# DIY - Replace Haldex Gen2 Filter and Fluid Audi TT MK2



## TT4LEE (Mar 8, 2015)

There are several versions of the Haldex unit and some DIYs on the Golf but when I wanted to refresh my 2008 Audi TT 3.2 Mk2 with the Gen2 Haldex - I could not find a model specific guide.

My car manual says to change the Haldex fluid at 55,000 km (then 115,000km, then 170,000km). There doesn't seem to be a recommendation for how often to replace the filter - I opted to do the filter and fluid at 85,000 km - for me half way through the vehicle lifespan and likely the last time I'll replace the filter). I bought the car at 80,000 km and assume it never had either replaced. From my experience the fluid change was easy and inexpensive; I leave it to you to decide whether to replace the filter.

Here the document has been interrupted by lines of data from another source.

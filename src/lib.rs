pub mod assets;
pub mod catalog;
pub mod cli;
pub mod commands;
pub mod config;
pub mod error;
pub mod logging;
pub mod models;
pub mod search;

pub use assets::AssetDirs;
pub use catalog::{COMMON_TOOLS_LIMIT, Catalog, Envelope, LoadHandle, default_categories};
pub use cli::{CategoryCommands, Cli, Commands, ConfigCommands, ImageCommands};
pub use config::ToolboxConfig;
pub use error::{Result, StoreError};
pub use models::{Category, Subcategory, Tool, ToolUpdate};
pub use search::{MatchTier, SearchFilter, SearchHit, SearchResult};
pub use commands::{
    NewTool, ToolEdit,
    cmd_add, cmd_edit, cmd_list, cmd_remove, cmd_search, cmd_show,
    cmd_background, cmd_common, cmd_fav, cmd_favorites, cmd_used,
    cmd_category_add, cmd_category_list, cmd_category_remove,
    cmd_subcategory_add, cmd_subcategory_remove,
    cmd_images_import, cmd_images_list, cmd_images_remove,
    cmd_config_path, cmd_config_show,
};
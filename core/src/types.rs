//! Data model shared by the parser, validator, classifier and exporters.
//!
//! All values here live for a single invocation. Nothing is cached between
//! calls; the only state that survives is whatever an
//! [`Exporter`](crate::Exporter) publishes.

use serde::{Deserialize, Serialize};

/// Character separating groups in a definition string.
pub const GROUP_SEPARATOR: char = '|';

/// Character marking that the preceding option letter takes a value.
pub const VALUE_MARKER: char = ':';

/// Default maximum definition length.
pub const DEFAULT_MAX_DEFINITION: usize = 256;
/// Default maximum length of a group accumulator or the residual string.
pub const DEFAULT_MAX_OPTION_STRING: usize = 2048;
/// Default maximum number of groups.
pub const DEFAULT_MAX_GROUPS: usize = 16;

/// Capacity limits. Each is an inclusive maximum: a length equal to the
/// limit is accepted, one past it is rejected.
///
/// # Examples
///
/// ```
/// use pipeopts_core::Limits;
///
/// let limits = Limits::default();
/// assert_eq!(limits.max_definition, 256);
/// assert_eq!(limits.max_option_string, 2048);
/// assert_eq!(limits.max_groups, 16);
/// ```
#[derive(Debug, Clone, Copy, PartialEq, Eq, Serialize, Deserialize)]
#[serde(default)]
pub struct Limits {
    pub max_definition: usize,
    pub max_option_string: usize,
    pub max_groups: usize,
}

impl Default for Limits {
    fn default() -> Self {
        Self {
            max_definition: DEFAULT_MAX_DEFINITION,
            max_option_string: DEFAULT_MAX_OPTION_STRING,
            max_groups: DEFAULT_MAX_GROUPS,
        }
    }
}

/// How an option value is joined to its letter.
#[derive(Debug, Clone, Copy, PartialEq, Eq, Default, Serialize, Deserialize)]
#[serde(rename_all = "lowercase")]
pub enum ValueStyle {
    /// `-ax`, `-a'hello world'`
    #[default]
    Attached,
    /// `-a x`, `-a 'hello world'`
    Separate,
}

/// Re-serialization settings for classified options.
#[derive(Debug, Clone, Copy, PartialEq, Eq, Serialize, Deserialize)]
#[serde(default)]
pub struct FormatOptions {
    /// Single-quote values containing a space.
    pub quote_values: bool,
    pub value_style: ValueStyle,
}

impl Default for FormatOptions {
    fn default() -> Self {
        Self {
            quote_values: true,
            value_style: ValueStyle::Attached,
        }
    }
}

impl FormatOptions {
    /// Formats one classified option as it is appended to an accumulator,
    /// without the leading separator.
    ///
    /// # Examples
    ///
    /// ```
    /// use pipeopts_core::FormatOptions;
    ///
    /// let format = FormatOptions::default();
    /// assert_eq!(format.format_entry('v', None), "-v");
    /// assert_eq!(format.format_entry('o', Some("out.txt")), "-oout.txt");
    /// assert_eq!(format.format_entry('a', Some("hello world")), "-a'hello world'");
    /// ```
    pub fn format_entry(&self, letter: char, value: Option<&str>) -> String {
        let mut entry = String::with_capacity(2 + value.map_or(0, |v| v.len() + 3));
        entry.push('-');
        entry.push(letter);

        if let Some(value) = value {
            if self.value_style == ValueStyle::Separate {
                entry.push(' ');
            }
            if self.quote_values && value.contains(' ') {
                entry.push('\'');
                entry.push_str(value);
                entry.push('\'');
            } else {
                entry.push_str(value);
            }
        }

        entry
    }
}

/// One group of a definition: its option letters and what was classified
/// into it.
#[derive(Debug, Clone, PartialEq, Eq, Serialize, Deserialize)]
pub struct Group {
    /// Option letters, each optionally followed by [`VALUE_MARKER`].
    pub spec: String,
    /// Space-joined formatted options. Append-only during classification.
    pub options: String,
}

impl Group {
    /// Creates a group with an empty accumulator.
    pub fn new(spec: &str) -> Self {
        Self {
            spec: spec.to_string(),
            options: String::new(),
        }
    }

    /// Option letters declared by this group, markers excluded.
    ///
    /// # Examples
    ///
    /// ```
    /// use pipeopts_core::Group;
    ///
    /// let group = Group::new("ab:c");
    /// assert_eq!(group.letters().collect::<String>(), "abc");
    /// ```
    pub fn letters(&self) -> impl Iterator<Item = char> + '_ {
        self.spec.chars().filter(|c| *c != VALUE_MARKER)
    }
}

/// Terminal artifact of one invocation.
#[derive(Debug, Clone, PartialEq, Eq, Serialize, Deserialize)]
pub struct ParseResult {
    /// Groups in declaration order, with final accumulators.
    pub groups: Vec<Group>,
    /// Unconsumed tokens, space-joined.
    pub residual: String,
    /// Number of options the scanner recognized.
    #[serde(default)]
    pub option_count: usize,
}

impl ParseResult {
    /// Group accumulators in export order (last-declared group first).
    ///
    /// # Examples
    ///
    /// ```
    /// use pipeopts_core::{Group, ParseResult};
    ///
    /// let mut first = Group::new("a");
    /// first.options.push_str("-a");
    /// let result = ParseResult {
    ///     groups: vec![first, Group::new("b")],
    ///     residual: String::new(),
    ///     option_count: 1,
    /// };
    /// assert_eq!(result.exported_groups(), vec!["", "-a"]);
    /// ```
    pub fn exported_groups(&self) -> Vec<&str> {
        self.groups
            .iter()
            .rev()
            .map(|group| group.options.as_str())
            .collect()
    }
}
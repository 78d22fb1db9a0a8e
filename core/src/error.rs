//! Error types for pipeline option classification.
//!
//! Every failure is terminal for the current invocation: nothing is exported
//! once any of these is raised.

use thiserror::Error;

/// Exit status for a successful invocation.
pub const EXIT_SUCCESS: i32 = 0;
/// Exit status for an execution failure (any definition, scan, capacity,
/// configuration or export error).
pub const EXIT_FAILURE: i32 = 1;
/// Exit status when the required definition argument is missing.
pub const EXIT_USAGE: i32 = 2;

/// Failure reported by an [`OptionScanner`](crate::OptionScanner) step.
#[derive(Debug, Clone, PartialEq, Eq, Error)]
pub enum ScanError {
    /// Letter is not part of the combined spec.
    #[error("illegal option -- {0}")]
    UnknownOption(char),
    /// Letter requires a value but the token sequence ended.
    #[error("option requires an argument -- {0}")]
    MissingValue(char),
}

/// Errors raised while parsing, validating, classifying or exporting.
#[derive(Debug, Clone, PartialEq, Eq, Error)]
pub enum PipeoptsError {
    /// No arguments were supplied at all.
    #[error("usage: pipeopts optstring arg1 [, arg2, ... argN]")]
    Usage,

    #[error("option definition has length {length}; exceeds limit of {limit}")]
    DefinitionTooLong { length: usize, limit: usize },

    #[error("option definition has {count} groups; exceeds limit of {limit}")]
    TooManyGroups { count: usize, limit: usize },

    #[error("no option string given")]
    EmptyDefinition,

    #[error("option string in group {group} is empty")]
    EmptyGroupSpec { group: usize },

    #[error("option string contains whitespace: `{spec}'")]
    SpecContainsWhitespace { group: usize, spec: String },

    /// `group` is the index of the later of the two colliding groups.
    #[error("duplicate option `{letter}' in group {group}")]
    DuplicateOption { letter: char, group: usize },

    #[error("{0}")]
    UnrecognizedOrMissingArgument(#[from] ScanError),

    #[error("option string for group {group} has length {length}; exceeds limit of {limit}")]
    OptionStringTooLong {
        group: usize,
        length: usize,
        limit: usize,
    },

    #[error("residual arguments have length {length}; exceeds limit of {limit}")]
    ResidualTooLong { length: usize, limit: usize },

    #[error("export failed: {0}")]
    ExportFailed(String),

    #[error("configuration error: {0}")]
    Config(String),
}

impl PipeoptsError {
    /// Process exit status for this error.
    ///
    /// # Examples
    ///
    /// ```
    /// use pipeopts_core::{EXIT_FAILURE, EXIT_USAGE, PipeoptsError};
    ///
    /// assert_eq!(PipeoptsError::Usage.exit_code(), EXIT_USAGE);
    /// assert_eq!(PipeoptsError::EmptyDefinition.exit_code(), EXIT_FAILURE);
    /// ```
    pub fn exit_code(&self) -> i32 {
        match self {
            PipeoptsError::Usage => EXIT_USAGE,
            _ => EXIT_FAILURE,
        }
    }
}

/// Convenience alias for results with [`PipeoptsError`].
pub type Result<T> = std::result::Result<T, PipeoptsError>;
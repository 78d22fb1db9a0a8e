//! Single-letter option scanning.
//!
//! [`OptionScanner`] is the seam between classification and the getopt-style
//! primitive that recognizes options. [`GetoptScanner`] is the bundled
//! implementation; it follows POSIX getopt rules:
//!
//! - scanning stops at the first token not starting with `-`, or at a lone `-`
//! - a `--` token is consumed and ends scanning
//! - letters can be clustered (`-vx`)
//! - a value-taking letter uses the rest of its token, or else the next token
//!
//! # Examples
//!
//! ```
//! use pipeopts_core::*;
//!
//! let definition = Definition::parse("vo:", &Limits::default()).unwrap();
//! let alphabet = definition.alphabet();
//! let args: Vec<String> = ["-vofile", "rest"].iter().map(|s| s.to_string()).collect();
//! let mut scanner = GetoptScanner::new(&alphabet, &args);
//!
//! assert_eq!(scanner.next_option().unwrap().map(|o| o.letter), Some('v'));
//! let opt = scanner.next_option().unwrap().unwrap();
//! assert_eq!((opt.letter, opt.value.as_deref()), ('o', Some("file")));
//! assert!(scanner.next_option().unwrap().is_none());
//! assert_eq!(scanner.remaining(), &["rest".to_string()]);
//! ```

use crate::definition::Alphabet;
use crate::error::ScanError;

/// One option recognized by a scanner step.
#[derive(Debug, Clone, PartialEq, Eq)]
pub struct RecognizedOption {
    pub letter: char,
    pub value: Option<String>,
}

/// Yields one recognized option per call.
pub trait OptionScanner {
    /// Next option, `Ok(None)` once options are exhausted.
    fn next_option(&mut self) -> Result<Option<RecognizedOption>, ScanError>;

    /// Tokens not consumed as options or option values.
    fn remaining(&self) -> &[String];
}

/// getopt-style scanner over an [`Alphabet`].
#[derive(Debug)]
pub struct GetoptScanner<'a> {
    alphabet: &'a Alphabet,
    args: &'a [String],
    arg_pos: usize,
    /// Byte offset inside `args[arg_pos]`; zero between tokens.
    char_pos: usize,
    done: bool,
}

impl<'a> GetoptScanner<'a> {
    pub fn new(alphabet: &'a Alphabet, args: &'a [String]) -> Self {
        Self {
            alphabet,
            args,
            arg_pos: 0,
            char_pos: 0,
            done: false,
        }
    }

    fn advance_token(&mut self) {
        self.arg_pos += 1;
        self.char_pos = 0;
    }
}

impl OptionScanner for GetoptScanner<'_> {
    fn next_option(&mut self) -> Result<Option<RecognizedOption>, ScanError> {
        if self.done {
            return Ok(None);
        }

        let args = self.args;
        let Some(arg) = args.get(self.arg_pos) else {
            self.done = true;
            return Ok(None);
        };

        if self.char_pos == 0 {
            if arg == "--" {
                self.advance_token();
                self.done = true;
                return Ok(None);
            }
            if !arg.starts_with('-') || arg.len() == 1 {
                self.done = true;
                return Ok(None);
            }
            self.char_pos = 1;
        }

        let Some(letter) = arg[self.char_pos..].chars().next() else {
            self.done = true;
            return Ok(None);
        };
        self.char_pos += letter.len_utf8();
        let at_end = self.char_pos >= arg.len();

        let Some(entry) = self.alphabet.lookup(letter) else {
            return Err(ScanError::UnknownOption(letter));
        };

        if !entry.takes_value {
            if at_end {
                self.advance_token();
            }
            return Ok(Some(RecognizedOption {
                letter,
                value: None,
            }));
        }

        let value = if !at_end {
            let attached = arg[self.char_pos..].to_string();
            self.advance_token();
            attached
        } else {
            let Some(next) = args.get(self.arg_pos + 1) else {
                return Err(ScanError::MissingValue(letter));
            };
            let next = next.clone();
            self.arg_pos += 2;
            self.char_pos = 0;
            next
        };

        Ok(Some(RecognizedOption {
            letter,
            value: Some(value),
        }))
    }

    fn remaining(&self) -> &[String] {
        let start = if self.char_pos > 0 {
            // partly read cluster counts as consumed
            self.arg_pos + 1
        } else {
            self.arg_pos
        };
        &self.args[start.min(self.args.len())..]
    }
}
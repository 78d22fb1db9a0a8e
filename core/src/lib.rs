//! Getopts for process pipelines.
//!
//! A single definition string such as `"vx:|n|o:"` declares the option
//! letters of several pipeline stages, one group per `|`-separated piece.
//! Command-line tokens are scanned getopt-style against all groups at once;
//! each recognized option is re-serialized into the string of the group that
//! declared it, and the tokens following the options are collected into one
//! residual string.
//!
//! - [`Definition`] — splits and measures the definition string.
//! - [`validate_groups`] — rejects empty groups, whitespace and letters
//!   declared by two groups.
//! - [`GetoptScanner`] — the bundled [`OptionScanner`].
//! - [`Classifier`] and [`collect_residual`] — build the per-group strings
//!   and the residual.
//! - [`Exporter`] — publishes the result ([`MemoryExporter`],
//!   [`ShellExporter`], [`StructuredExporter`]).
//!
//! # Example
//!
//! ```
//! use pipeopts_core::*;
//!
//! let args: Vec<String> = ["a:|b:", "-a", "x", "-b", "y", "foo", "bar"]
//!     .iter()
//!     .map(|s| s.to_string())
//!     .collect();
//!
//! let mut env = MemoryExporter::default();
//! invoke(&args, &PipeoptsConfig::default(), &mut env).unwrap();
//!
//! assert_eq!(
//!     env.get("PIPEOPTS"),
//!     Some(&Binding::Array(vec!["-by".into(), "-ax".into()]))
//! );
//! assert_eq!(env.get("PIPEOPTSARG"), Some(&Binding::Scalar("foo bar".into())));
//! ```

mod classify;
mod config;
mod definition;
mod error;
mod export;
mod scanner;
mod types;
mod validate;

use tracing::debug;

pub use classify::{Classifier, collect_residual};
pub use config::{ExportConfig, PipeoptsConfig};
pub use definition::{Alphabet, Definition, Letter};
pub use error::{EXIT_FAILURE, EXIT_SUCCESS, EXIT_USAGE, PipeoptsError, Result, ScanError};
pub use export::{
    Binding, DEFAULT_OPTIONS_VAR, DEFAULT_RESIDUAL_VAR, ExportNames, Exporter, MemoryExporter,
    ShellExporter, StructuredExporter, StructuredFormat, shell_quote,
};
pub use scanner::{GetoptScanner, OptionScanner, RecognizedOption};
pub use types::*;
pub use validate::validate_groups;

/// Parses, validates and classifies without exporting.
///
/// # Errors
///
/// Any definition, scan or capacity error. Nothing is returned on failure.
pub fn run(definition: &str, tokens: &[String], config: &PipeoptsConfig) -> Result<ParseResult> {
    let definition = Definition::parse(definition, &config.limits)?;
    validate_groups(definition.groups())?;

    let alphabet = definition.alphabet();
    debug!(optdef = definition.raw(), letters = alphabet.len(), "built option alphabet");

    let mut groups = definition.into_groups();
    let mut scanner = GetoptScanner::new(&alphabet, tokens);

    let classifier = Classifier::new(config.format, &config.limits);
    let option_count = classifier.classify(&alphabet, &mut groups, &mut scanner)?;
    let residual = collect_residual(scanner.remaining(), config.limits.max_option_string)?;

    for (index, group) in groups.iter().enumerate() {
        debug!(group = index, spec = %group.spec, options = %group.options, "group");
    }
    debug!(options = option_count, optarg = %residual, "classified arguments");

    Ok(ParseResult {
        groups,
        residual,
        option_count,
    })
}

/// Runs one full invocation and publishes the result.
///
/// `args[0]` is the definition string, the rest are the tokens to classify.
/// The exporter is only called when everything before it succeeded.
///
/// # Errors
///
/// [`Usage`](PipeoptsError::Usage) when `args` is empty, otherwise any
/// error from [`run`] or from the exporter.
pub fn invoke<E: Exporter + ?Sized>(
    args: &[String],
    config: &PipeoptsConfig,
    exporter: &mut E,
) -> Result<ParseResult> {
    let Some((definition, tokens)) = args.split_first() else {
        return Err(PipeoptsError::Usage);
    };

    let result = run(definition, tokens, config)?;
    let residual = config
        .export
        .export_residual
        .then_some(result.residual.as_str());
    exporter.publish(&result.exported_groups(), residual)?;

    Ok(result)
}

This job can be done in an hour or less. An oil-only change would take half the time.

Here's my process,

*You'll need *


A filter if you want to change it. Cost is high at about $80 for the Gen2 Haldex (Mfg Part #02D598574)
Haldex fluid ( I used 750 ml from a 850 ml bottle) cost $35 (Mfg Part #G055175A2)
Might as well replace the fill and drain bolts so they won't leak $11 total
 - Fill Bolt Mfg Part # N-902-818-02 size is M10x1x10mm
- Drain Bolt Mfg Part # N-910-827-01 size is M10x1.5x30mm

24 mm socket and wrench (for Haldex filter)
5 and 8 mm hex keys (fill and drain plugs)
Transfer pump (several ways to do this)
1/8" to barb brass fitting for refilling Haldex

*Get Started*

You only need to lift the rear of the car, so a set of ramps under the rear wheels works very well. You need the car to be level (front to back) so that when you refill the Haldex fluid you get the level right.

This guide is for the Haldex Gen2 which has the code 0AV stamped on the housing (second string of code on my housing). Other versions use different filters (Gen 4 Haldex has the code 0BR, or 0BS/0AY, or 0BY). You can see the code on the next photo.










It is always a good idea to check that the fill bolt can be removed before removing the drain bolt or filter, so that you don't end up with a drained system with no way to fill it&#8230;.

I used a bit of liquid wrench to ensure the bolt would move without being stripped. I marked the Haldex Drain (HF) 8mm hex, and Haldex Fill (HF) 5 mm hex in black marker.










You can remove the 5 mm filler bolt at this point.

I then drained the Haldex removing the 8 mm drain bolt. About 750 ml will flow out, catch this and dispose of it properly. My fluid was pretty dark but with no solids, the new fluid is very light yellow.










Now to remove the Haldex filter. I found that it was a very tight fit getting at the filter which for the Gen 2 needs a 24 mm socket. I used a narrow ratchet and an adapter to get clearance between the filter housing and the other bits&#8230;



















Here is the filter housing with the washer and the old filter plus a new filter. My filter at 85,000 km was pretty black.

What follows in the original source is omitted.